I also tend to get emotional more and more and its so hard to talk about things but when I do, I can sleep a little better at night.

Good luck and listen to what these people are saying in the past posts, they are good people that have been through so much.

-Jason
Bobbie, I used to have a real problem with emotions as well. Felt empathy towards patients and this sometimes made it hard to do my job. Finally came to a place where I realized I wasnt doing them any good by feeling that way. Have to concentrate on the job to provide them the best care I can. I still am bothered at times. I get the job done and go back to my office and deal with my feelings. You are human. Its ok to have feelings and care. Just channel those feelings into doing your job. Its makes you a better medic. When you loose the ability to care you'd better get out of the business.
When ever I deal with someone dieing I always like to talk to the senior members they have always helped me out.
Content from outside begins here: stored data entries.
//! Operator-facing narration of configuration changes.
//!
//! Sections never print. They report through a [`Reporter`] passed in by the
//! caller, so a CLI can colorize, a pipeline can log, and tests can record.

use owo_colors::OwoColorize;
use std::cell::RefCell;

/// Receives notifications about configuration changes
pub trait Reporter {
    /// A field now holds `value` (reported after every `update`)
    fn field_updated(&self, section: &str, field: &str, value: &str);

    /// Something was adjusted that the operator should know about
    fn warning(&self, message: &str);
}

/// Discards every report
#[derive(Debug, Default, Clone, Copy)]
pub struct SilentReporter;

impl Reporter for SilentReporter {
    fn field_updated(&self, _section: &str, _field: &str, _value: &str) {}

    fn warning(&self, _message: &str) {}
}

// =============================================================================
// Console
// =============================================================================

/// Check if stderr supports colors (TTY detection)
fn use_colors() -> bool {
    supports_color::on(supports_color::Stream::Stderr).is_some()
}

/// Writes reports to stderr, colorized when stderr is a TTY
#[derive(Debug, Default, Clone, Copy)]
pub struct ConsoleReporter;

impl Reporter for ConsoleReporter {
    fn field_updated(&self, section: &str, field: &str, value: &str) {
        if use_colors() {
            eprintln!(
                "{}.{} will be {}",
                section.cyan().bold(),
                field.yellow(),
                value.green()
            );
        } else {
            eprintln!("{}.{} will be {}", section, field, value);
        }
    }

    fn warning(&self, message: &str) {
        if use_colors() {
            eprintln!("{}: {}", "warning".yellow().bold(), message);
        } else {
            eprintln!("warning: {}", message);
        }
    }
}

// =============================================================================
// Tracing
// =============================================================================

/// Forwards reports as `tracing` events
#[derive(Debug, Default, Clone, Copy)]
pub struct TracingReporter;

impl Reporter for TracingReporter {
    fn field_updated(&self, section: &str, field: &str, value: &str) {
        tracing::info!(section, field, value, "configuration field updated");
    }

    fn warning(&self, message: &str) {
        tracing::warn!("{message}");
    }
}

// =============================================================================
// Recording
// =============================================================================

/// One captured report
#[derive(Debug, Clone, PartialEq, Eq)]
pub enum Report {
    FieldUpdated {
        section: String,
        field: String,
        value: String,
    },
    Warning(String),
}

/// Keeps every report in memory, in order
#[derive(Debug, Default)]
pub struct RecordingReporter {
    reports: RefCell<Vec<Report>>,
}

impl RecordingReporter {
    pub fn new() -> Self {
        Self::default()
    }

    pub fn reports(&self) -> Vec<Report> {
        self.reports.borrow().clone()
    }

    /// Reported value of `section.field`, most recent first
    pub fn value_of(&self, section: &str, field: &str) -> Option<String> {
        self.reports.borrow().iter().rev().find_map(|r| match r {
            Report::FieldUpdated {
                section: s,
                field: f,
                value,
            } if s == section && f == field => Some(value.clone()),
            _ => None,
        })
    }

    pub fn warnings(&self) -> Vec<String> {
        self.reports
            .borrow()
            .iter()
            .filter_map(|r| match r {
                Report::Warning(w) => Some(w.clone()),
                Report::FieldUpdated { .. } => None,
            })
            .collect()
    }
}

impl Reporter for RecordingReporter {
    fn field_updated(&self, section: &str, field: &str, value: &str) {
        self.reports.borrow_mut().push(Report::FieldUpdated {
            section: section.to_string(),
            field: field.to_string(),
            value: value.to_string(),
        });
    }

    fn warning(&self, message: &str) {
        self.reports
            .borrow_mut()
            .push(Report::Warning(message.to_string()));
    }
}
This job is hard to deal with sometimes my capt. once to me on a bad car wreck with a fatality this is your fight or flight and I have never forgotten that so ask yourself if this is what you want to do and just try to stick it out.
bobbie jo i have only being in the service for a year and have attended several fatal mvas i find talking to the other members of our brigade the biggest help sure we have had counseling ect but the biggest comfort are my fellow brothers and sisters the key i feel is to let it out.
and on a more personal note i attended a multiple fatal mva the other week and there was carnage every where and in the middle of it was a cat that was also fatal to be honest this affected me more so than the people involved why this was im still trying to work out
easy bobbie go out for kegs and eggs in the morning with other medics or emts : )
after a while you just dont see it any more. its easier to deal with the dead instead of the dieing. Its a part of the job. a paramedic gave good advice when I first got on. If they died in your care, they were going to die anyway. You just had the displeasure of seeing it. dont blame it on yourself. and if you do have a hard time with it. use a peer support group or CISD team.
When I first started 28 years ago there were not systems set up like now. We had to deal with it on our own but now there are things like Critical Stress Debriefing that have get effects on the people that need the intervention. Things can add up over the years and it may not be one thing that triggers the effects. Remember not only for you but the rest of your department keep on eye out for things that are not normal actions and get the persons involved someone to talk to. even if it does not effect you everyone benefits from your participation in the process with the CISM Team. Stay safe and look out for your mental health.

Gus
It is good to be emotional. That will make you a better EMT or Medic. The key is not to let it build up inside if you do have a bad call or a call does not go very well. Keeping open communications with your partners and also talking to your friends and family about things also will help alot. Doing things to destress when you are outside of work is also veery good. Going to the gym or just doing something that you enjoy and relaxes you will help make your life easier when those bad calls do happen.